*TASK DETAILS*. Here is the listing. Report each line in it that contains the string "Instant".

○ ○ ○

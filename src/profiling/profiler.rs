//! Chrome Trace ("flame style") span profiling.
//!
//! Feature-gated with `--features profiling`; every function below is a
//! no-op otherwise.
//!
//! Usage:
//!
//! ```ignore
//! corral::profiling::profiler::init("profile/trace.json");
//! {
//!     let _g = corral::profiling::profiler::span("Schedule::execute");
//!     // run the schedule...
//! }
//! corral::profiling::profiler::shutdown();
//! ```
//!
//! The output loads in Perfetto or `chrome://tracing`.

use std::path::Path;

/// Argument value attached to a span.
///
/// Serialised into the `args` object of the emitted trace event.
pub enum Arg {
    /// UTF-8 string value.
    Str(String),
    /// Unsigned 64-bit integer value.
    U64(u64),
    /// Signed 64-bit integer value.
    I64(i64),
    /// 64-bit floating-point value.
    F64(f64),
    /// Boolean value.
    Bool(bool),
}

#[cfg(feature = "profiling")]
mod enabled {
    use std::fs::File;
    use std::io::{BufWriter, Write};
    use std::path::PathBuf;
    use std::sync::atomic::{AtomicBool, AtomicU64, Ordering};
    use std::sync::{Mutex, OnceLock};
    use std::time::Instant;

    use super::*;

    struct Event {
        name: &'static str,
        ts_us: u64,
        dur_us: u64,
        tid: u64,
        args: Vec<(&'static str, Arg)>,
    }

    struct State {
        start: Instant,
        out_path: PathBuf,
        accepting: AtomicBool,
        events: Mutex<Vec<Event>>,
    }

    static STATE: OnceLock<State> = OnceLock::new();
    static NEXT_TID: AtomicU64 = AtomicU64::new(1);

    thread_local! {
        static TID: u64 = NEXT_TID.fetch_add(1, Ordering::Relaxed);
    }

    /// Initialises the profiler; spans recorded before this are dropped.
    pub fn init<P: AsRef<Path>>(path: P) {
        let _ = STATE.set(State {
            start: Instant::now(),
            out_path: path.as_ref().to_path_buf(),
            accepting: AtomicBool::new(true),
            events: Mutex::new(Vec::new()),
        });
    }

    /// Stops recording and writes the collected trace.
    pub fn shutdown() {
        let Some(state) = STATE.get() else { return };
        state.accepting.store(false, Ordering::Release);
        if let Err(error) = write_trace(state) {
            eprintln!("profiler: failed to write trace: {error}");
        }
    }

    /// Opens a span; it closes (and records) when the guard drops.
    pub fn span(name: &'static str) -> SpanGuard {
        let Some(state) = STATE.get() else {
            return SpanGuard::disabled();
        };
        if !state.accepting.load(Ordering::Acquire) {
            return SpanGuard::disabled();
        }
        SpanGuard {
            name,
            ts_us: Some(state.start.elapsed().as_micros() as u64),
            args: Vec::new(),
        }
    }

    /// RAII guard recording one complete trace event on drop.
    pub struct SpanGuard {
        name: &'static str,
        ts_us: Option<u64>,
        args: Vec<(&'static str, Arg)>,
    }

    impl SpanGuard {
        fn disabled() -> Self {
            Self {
                name: "",
                ts_us: None,
                args: Vec::new(),
            }
        }

        /// Attaches an argument to this span (builder style).
        pub fn arg(mut self, key: &'static str, value: Arg) -> Self {
            if self.ts_us.is_some() {
                self.args.push((key, value));
            }
            self
        }
    }

    impl Drop for SpanGuard {
        fn drop(&mut self) {
            let Some(ts_us) = self.ts_us else { return };
            let Some(state) = STATE.get() else { return };
            let dur_us = (state.start.elapsed().as_micros() as u64).saturating_sub(ts_us);
            let event = Event {
                name: self.name,
                ts_us,
                dur_us,
                tid: TID.with(|tid| *tid),
                args: std::mem::take(&mut self.args),
            };
            let mut events = state.events.lock().unwrap_or_else(|e| e.into_inner());
            events.push(event);
        }
    }

    fn write_trace(state: &State) -> std::io::Result<()> {
        let events = {
            let mut guard = state.events.lock().unwrap_or_else(|e| e.into_inner());
            std::mem::take(&mut *guard)
        };

        if let Some(parent) = state.out_path.parent() {
            std::fs::create_dir_all(parent)?;
        }
        let mut out = BufWriter::new(File::create(&state.out_path)?);

        write!(out, "{{\"traceEvents\":[")?;
        for (i, event) in events.iter().enumerate() {
            if i > 0 {
                write!(out, ",")?;
            }
            write!(out, "{{\"name\":")?;
            write_json_str(&mut out, event.name)?;
            write!(
                out,
                ",\"cat\":\"ecs\",\"ph\":\"X\",\"ts\":{},\"dur\":{},\"pid\":1,\"tid\":{}",
                event.ts_us, event.dur_us, event.tid
            )?;
            if !event.args.is_empty() {
                write!(out, ",\"args\":{{")?;
                for (j, (key, value)) in event.args.iter().enumerate() {
                    if j > 0 {
                        write!(out, ",")?;
                    }
                    write_json_str(&mut out, key)?;
                    write!(out, ":")?;
                    write_arg(&mut out, value)?;
                }
                write!(out, "}}")?;
            }
            write!(out, "}}")?;
        }
        write!(out, "]}}")?;
        out.flush()
    }

    fn write_arg<W: Write>(out: &mut W, value: &Arg) -> std::io::Result<()> {
        match value {
            Arg::Str(s) => write_json_str(out, s),
            Arg::U64(v) => write!(out, "{v}"),
            Arg::I64(v) => write!(out, "{v}"),
            Arg::F64(v) => {
                if v.is_finite() {
                    write!(out, "{v}")
                } else {
                    write_json_str(out, &format!("{v}"))
                }
            }
            Arg::Bool(v) => write!(out, "{v}"),
        }
    }

    fn write_json_str<W: Write>(out: &mut W, s: &str) -> std::io::Result<()> {
        write!(out, "\"")?;
        for ch in s.chars() {
            match ch {
                '"' => write!(out, "\\\"")?,
                '\\' => write!(out, "\\\\")?,
                '\n' => write!(out, "\\n")?,
                '\r' => write!(out, "\\r")?,
                '\t' => write!(out, "\\t")?,
                c if c.is_control() => write!(out, "\\u{:04x}", c as u32)?,
                c => write!(out, "{c}")?,
            }
        }
        write!(out, "\"")
    }
}

#[cfg(not(feature = "profiling"))]
mod disabled {
    use super::*;

    /// Initialises the profiler (no-op without the `profiling` feature).
    #[inline]
    pub fn init<P: AsRef<Path>>(_path: P) {}

    /// Writes the collected trace (no-op).
    #[inline]
    pub fn shutdown() {}

    /// Opens a span (no-op).
    #[inline]
    pub fn span(_name: &'static str) -> SpanGuard {
        SpanGuard
    }

    /// No-op span guard.
    pub struct SpanGuard;

    impl SpanGuard {
        /// Attaches an argument to this span (no-op).
        #[inline]
        pub fn arg(self, _key: &'static str, _value: Arg) -> Self {
            self
        }
    }
}

#[cfg(feature = "profiling")]
pub use enabled::{init, shutdown, span, SpanGuard};

#[cfg(not(feature = "profiling"))]
pub use disabled::{init, shutdown, span, SpanGuard};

○ ○ ○

*SOLUTION TO THIS PROBLEM*.
    use std::time::Instant;
        start: Instant,
            start: Instant::now(),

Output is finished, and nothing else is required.